Problem statement
The required answer is an exact copy of every entry underneath.

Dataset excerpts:
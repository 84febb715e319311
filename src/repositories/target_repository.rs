//! Target and owner repository
//!
//! Read models for the administrative layer's targets and owners. The core
//! only writes through the seed helpers; create/update/delete belongs to
//! the administrative layer.

use crate::db::Database;
use crate::error::{BackhaulError, Result};
use crate::models::{Credentials, Engine, Owner, Target};
use sqlx::sqlite::SqliteRow;
use sqlx::Row;
use std::sync::Arc;

/// Repository for target and owner read models
#[derive(Clone, Debug)]
pub struct TargetRepository {
    db: Arc<Database>,
}

impl TargetRepository {
    pub fn new(db: Arc<Database>) -> Self {
        Self { db }
    }

    /// Save a target (seed/admin helper)
    pub async fn save_target(&self, target: &Target) -> Result<()> {
        let credentials_json = target
            .credentials
            .as_ref()
            .map(serde_json::to_string)
            .transpose()?;

        sqlx::query(
            "INSERT OR REPLACE INTO targets
             (id, name, database_name, engine, owner_id, enabled,
              use_owner_credentials, credentials_json, use_owner_policy, policy_id, created_at)
             VALUES (?, ?, ?, ?, ?, ?, ?, ?, ?, ?, ?)",
        )
        .bind(&target.id)
        .bind(&target.name)
        .bind(&target.database)
        .bind(target.engine.as_str())
        .bind(&target.owner_id)
        .bind(target.enabled as i64)
        .bind(target.use_owner_credentials as i64)
        .bind(credentials_json)
        .bind(target.use_owner_policy as i64)
        .bind(&target.policy_id)
        .bind(target.created_at)
        .execute(self.db.pool())
        .await
        .map_err(|e| BackhaulError::Database(format!("Failed to save target: {}", e)))?;

        Ok(())
    }

    /// Save an owner (seed/admin helper)
    pub async fn save_owner(&self, owner: &Owner) -> Result<()> {
        let credentials_json = serde_json::to_string(&owner.credentials)?;

        sqlx::query(
            "INSERT OR REPLACE INTO owners
             (id, name, credentials_json, default_policy_id, created_at)
             VALUES (?, ?, ?, ?, ?)",
        )
        .bind(&owner.id)
        .bind(&owner.name)
        .bind(credentials_json)
        .bind(&owner.default_policy_id)
        .bind(owner.created_at)
        .execute(self.db.pool())
        .await
        .map_err(|e| BackhaulError::Database(format!("Failed to save owner: {}", e)))?;

        Ok(())
    }

    /// Load a target by ID
    pub async fn find_target(&self, id: &str) -> Result<Target> {
        let row = sqlx::query("SELECT * FROM targets WHERE id = ?")
            .bind(id)
            .fetch_optional(self.db.pool())
            .await
            .map_err(|e| BackhaulError::Database(format!("Failed to load target: {}", e)))?
            .ok_or_else(|| BackhaulError::NotFound(format!("Target not found: {}", id)))?;

        row_to_target(&row)
    }

    /// Load an owner by ID
    pub async fn find_owner(&self, id: &str) -> Result<Owner> {
        let row = sqlx::query("SELECT * FROM owners WHERE id = ?")
            .bind(id)
            .fetch_optional(self.db.pool())
            .await
            .map_err(|e| BackhaulError::Database(format!("Failed to load owner: {}", e)))?
            .ok_or_else(|| BackhaulError::NotFound(format!("Owner not found: {}", id)))?;

        row_to_owner(&row)
    }

    /// All enabled targets, the evaluator's working set
    pub async fn list_enabled(&self) -> Result<Vec<Target>> {
        let rows = sqlx::query("SELECT * FROM targets WHERE enabled = 1 ORDER BY created_at")
            .fetch_all(self.db.pool())
            .await
            .map_err(|e| BackhaulError::Database(format!("Failed to list targets: {}", e)))?;

        rows.iter().map(row_to_target).collect()
    }
}

fn row_to_target(row: &SqliteRow) -> Result<Target> {
    let engine: String = row.get("engine");
    let enabled: i64 = row.get("enabled");
    let use_owner_credentials: i64 = row.get("use_owner_credentials");
    let use_owner_policy: i64 = row.get("use_owner_policy");
    let credentials_json: Option<String> = row.get("credentials_json");
    let credentials: Option<Credentials> = credentials_json
        .as_deref()
        .map(serde_json::from_str)
        .transpose()?;

    Ok(Target {
        id: row.get("id"),
        name: row.get("name"),
        database: row.get("database_name"),
        engine: Engine::parse(&engine)?,
        owner_id: row.get("owner_id"),
        enabled: enabled != 0,
        use_owner_credentials: use_owner_credentials != 0,
        credentials,
        use_owner_policy: use_owner_policy != 0,
        policy_id: row.get("policy_id"),
        created_at: row.get("created_at"),
    })
}

fn row_to_owner(row: &SqliteRow) -> Result<Owner> {
    let credentials_json: String = row.get("credentials_json");
    let credentials: Credentials = serde_json::from_str(&credentials_json)?;

    Ok(Owner {
        id: row.get("id"),
        name: row.get("name"),
        credentials,
        default_policy_id: row.get("default_policy_id"),
        created_at: row.get("created_at"),
    })
}

#[cfg(test)]
mod tests {
    use super::*;

    fn credentials() -> Credentials {
        Credentials {
            host: "db.internal".to_string(),
            port: 5432,
            username: "backup".to_string(),
            password: "secret".to_string(),
        }
    }

    async fn setup() -> TargetRepository {
        let db = Database::in_memory().await.unwrap();
        db.init_schema().await.unwrap();
        TargetRepository::new(Arc::new(db))
    }

    #[tokio::test]
    async fn test_save_and_find_target() {
        let repo = setup().await;
        let target = Target::new("orders", "orders_db", Engine::Postgres, credentials(), "p1");
        repo.save_target(&target).await.unwrap();

        let loaded = repo.find_target(&target.id).await.unwrap();
        assert_eq!(loaded.database, "orders_db");
        assert_eq!(loaded.engine, Engine::Postgres);
        assert_eq!(loaded.credentials, target.credentials);
        assert_eq!(loaded.policy_id.as_deref(), Some("p1"));
    }

    #[tokio::test]
    async fn test_save_and_find_owner() {
        let repo = setup().await;
        let owner = Owner::new("db-host-1", credentials()).with_default_policy("p1");
        repo.save_owner(&owner).await.unwrap();

        let loaded = repo.find_owner(&owner.id).await.unwrap();
        assert_eq!(loaded.name, "db-host-1");
        assert_eq!(loaded.default_policy_id.as_deref(), Some("p1"));
        assert_eq!(loaded.credentials, owner.credentials);
    }

    #[tokio::test]
    async fn test_list_enabled_skips_disabled() {
        let repo = setup().await;
        let enabled = Target::new("a", "a_db", Engine::Postgres, credentials(), "p1");
        let mut disabled = Target::new("b", "b_db", Engine::MySql, credentials(), "p1");
        disabled.enabled = false;

        repo.save_target(&enabled).await.unwrap();
        repo.save_target(&disabled).await.unwrap();

        let listed = repo.list_enabled().await.unwrap();
        assert_eq!(listed.len(), 1);
        assert_eq!(listed[0].id, enabled.id);
    }

    #[tokio::test]
    async fn test_find_missing_is_not_found() {
        let repo = setup().await;
        assert!(matches!(
            repo.find_target("missing").await,
            Err(BackhaulError::NotFound(_))
        ));
        assert!(matches!(
            repo.find_owner("missing").await,
            Err(BackhaulError::NotFound(_))
        ));
    }
}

Reply
repository 84febb715e319311
filename src/repositories/target_repository.rs
//! Target and owner repository
//!
//! Read models for the administrative layer's targets and owners. The core
//! only writes through the seed helpers; create/update/delete belongs to
//! the administrative layer.

use crate::db::Database;
use crate::error::{BackhaulError, Result};
use crate::models::{Credentials, Engine, Owner, Target};
use sqlx::sqlite::SqliteRow;
use sqlx::Row;
use std::sync::Arc;

/// Repository for target and owner read models
#[derive(Clone, Debug)]
pub struct TargetRepository {
    db: Arc<Database>,
}

impl TargetRepository {
    pub fn new(db: Arc<Database>) -> Self {
        Self { db }
    }

    /// Save a target (seed/admin helper)
    pub async fn save_target(&self, target: &Target) -> Result<()> {
        let credentials_json = target
            .credentials
            .as_ref()
            .map(serde_json::to_string)
            .transpose()?;

        sqlx::query(
            "INSERT OR REPLACE INTO targets
             (id, name, database_name, engine, owner_id, enabled,
              use_owner_credentials, credentials_json, use_owner_policy, policy_id, created_at)
             VALUES (?, ?, ?, ?, ?, ?, ?, ?, ?, ?, ?)",
        )
        .bind(&target.id)
        .bind(&target.name)
        .bind(&target.database)
        .bind(target.engine.as_str())
        .bind(&target.owner_id)
        .bind(target.enabled as i64)
        .bind(target.use_owner_credentials as i64)
        .bind(credentials_json)
        .bind(target.use_owner_policy as i64)
        .bind(&target.policy_id)
        .bind(target.created_at)
        .execute(self.db.pool())
        .await
        .map_err(|e| BackhaulError::Database(format!("Failed to save target: {}", e)))?;

        Ok(())
    }

    /// Save an owner (seed/admin helper)
    pub async fn save_owner(&self, owner: &Owner) -> Result<()> {
        let credentials_json = serde_json::to_string(&owner.credentials)?;

        sqlx::query(
            "INSERT OR REPLACE INTO owners
             (id, name, credentials_json, default_policy_id, created_at)
             VALUES (?, ?, ?, ?, ?)",
        )
        .bind(&owner.id)
        .bind(&owner.name)
        .bind(credentials_json)
        .bind(&owner.default_policy_id)
        .bind(owner.created_at)
        .execute(self.db.pool())
        .await
        .map_err(|e| BackhaulError::Database(format!("Failed to save owner: {}", e)))?;

        Ok(())
    }

    /// Load a target by ID
    pub async fn find_target(&self, id: &str) -> Result<Target> {
        let row = sqlx::query("SELECT * FROM targets WHERE id = ?")
            .bind(id)
            .fetch_optional(self.db.pool())
            .await
            .map_err(|e| BackhaulError::Database(format!("Failed to load target: {}", e)))?
            .ok_or_else(|| BackhaulError::NotFound(format!("Target not found: {}", id)))?;

        row_to_target(&row)
    }

    /// Load an owner by ID
    pub async fn find_owner(&self, id: &str) -> Result<Owner> {
        let row = sqlx::query("SELECT * FROM owners WHERE id = ?")
            .bind(id)
            .fetch_optional(self.db.pool())
            .await
            .map_err(|e| BackhaulError::Database(format!("Failed to load owner: {}", e)))?
            .ok_or_else(|| BackhaulError::NotFound(format!("Owner not found: {}", id)))?;

        row_to_owner(&row)
    }

    /// All enabled targets, the evaluator's working set
    pub async fn list_enabled(&self) -> Result<Vec<Target>> {
        let rows = sqlx::query("SELECT * FROM targets WHERE enabled = 1 ORDER BY created_at")
            .fetch_all(self.db.pool())
            .await
            .map_err(|e| BackhaulError::Database(format!("Failed to list targets: {}", e)))?;

        rows.iter().map(row_to_target).collect()
    }
}

fn row_to_target(row: &SqliteRow) -> Result<Target> {
    let engine: String = row.get("engine");
    let enabled: i64 = row.get("enabled");
    let use_owner_credentials: i64 = row.get("use_owner_credentials");
    let use_owner_policy: i64 = row.get("use_owner_policy");
    let credentials_json: Option<String> = row.get("credentials_json");
    let credentials: Option<Credentials> = credentials_json
        .as_deref()
        .map(serde_json::from_str)
        .transpose()?;

    Ok(Target {
        id: row.get("id"),
        name: row.get("name"),
        database: row.get("database_name"),
        engine: Engine::parse(&engine)?,
        owner_id: row.get("owner_id"),
        enabled: enabled != 0,
        use_owner_credentials: use_owner_credentials != 0,
        credentials,
        use_owner_policy: use_owner_policy != 0,
        policy_id: row.get("policy_id"),
        created_at: row.get("created_at"),
    })
}

fn row_to_owner(row: &SqliteRow) -> Result<Owner> {
    let credentials_json: String = row.get("credentials_json");
    let credentials: Credentials = serde_json::from_str(&credentials_json)?;

    Ok(Owner {
        id: row.get("id"),
        name: row.get("name"),
        credentials,
        default_policy_id: row.get("default_policy_id"),
        created_at: row.get("created_at"),
    })
}

#[cfg(test)]
mod tests {
    use super::*;

    fn credentials() -> Credentials {
        Credentials {
            host: "db.internal".to_string(),
            port: 5432,
            username: "backup".to_string(),
            password: "secret".to_string(),
        }
    }

    async fn setup() -> TargetRepository {
        let db = Database::in_memory().await.unwrap();
        db.init_schema().await.unwrap();
        TargetRepository::new(Arc::new(db))
    }

    #[tokio::test]
    async fn test_save_and_find_target() {
        let repo = setup().await;
        let target = Target::new("orders", "orders_db", Engine::Postgres, credentials(), "p1");
        repo.save_target(&target).await.unwrap();

        let loaded = repo.find_target(&target.id).await.unwrap();
        assert_eq!(loaded.database, "orders_db");
        assert_eq!(loaded.engine, Engine::Postgres);
        assert_eq!(loaded.credentials, target.credentials);
        assert_eq!(loaded.policy_id.as_deref(), Some("p1"));
    }

    #[tokio::test]
    async fn test_save_and_find_owner() {
        let repo = setup().await;
        let owner = Owner::new("db-host-1", credentials()).with_default_policy("p1");
        repo.save_owner(&owner).await.unwrap();

        let loaded = repo.find_owner(&owner.id).await.unwrap();
        assert_eq!(loaded.name, "db-host-1");
        assert_eq!(loaded.default_policy_id.as_deref(), Some("p1"));
        assert_eq!(loaded.credentials, owner.credentials);
    }

    #[tokio::test]
    async fn test_list_enabled_skips_disabled() {
        let repo = setup().await;
        let enabled = Target::new("a", "a_db", Engine::Postgres, credentials(), "p1");
        let mut disabled = Target::new("b", "b_db", Engine::MySql, credentials(), "p1");
        disabled.enabled = false;

        repo.save_target(&enabled).await.unwrap();
        repo.save_target(&disabled).await.unwrap();

        let listed = repo.list_enabled().await.unwrap();
        assert_eq!(listed.len(), 1);
        assert_eq!(listed[0].id, enabled.id);
    }

    #[tokio::test]
    async fn test_find_missing_is_not_found() {
        let repo = setup().await;
        assert!(matches!(
            repo.find_target("missing").await,
            Err(BackhaulError::NotFound(_))
        ));
        assert!(matches!(
            repo.find_owner("missing").await,
            Err(BackhaulError::NotFound(_))
        ));
    }
}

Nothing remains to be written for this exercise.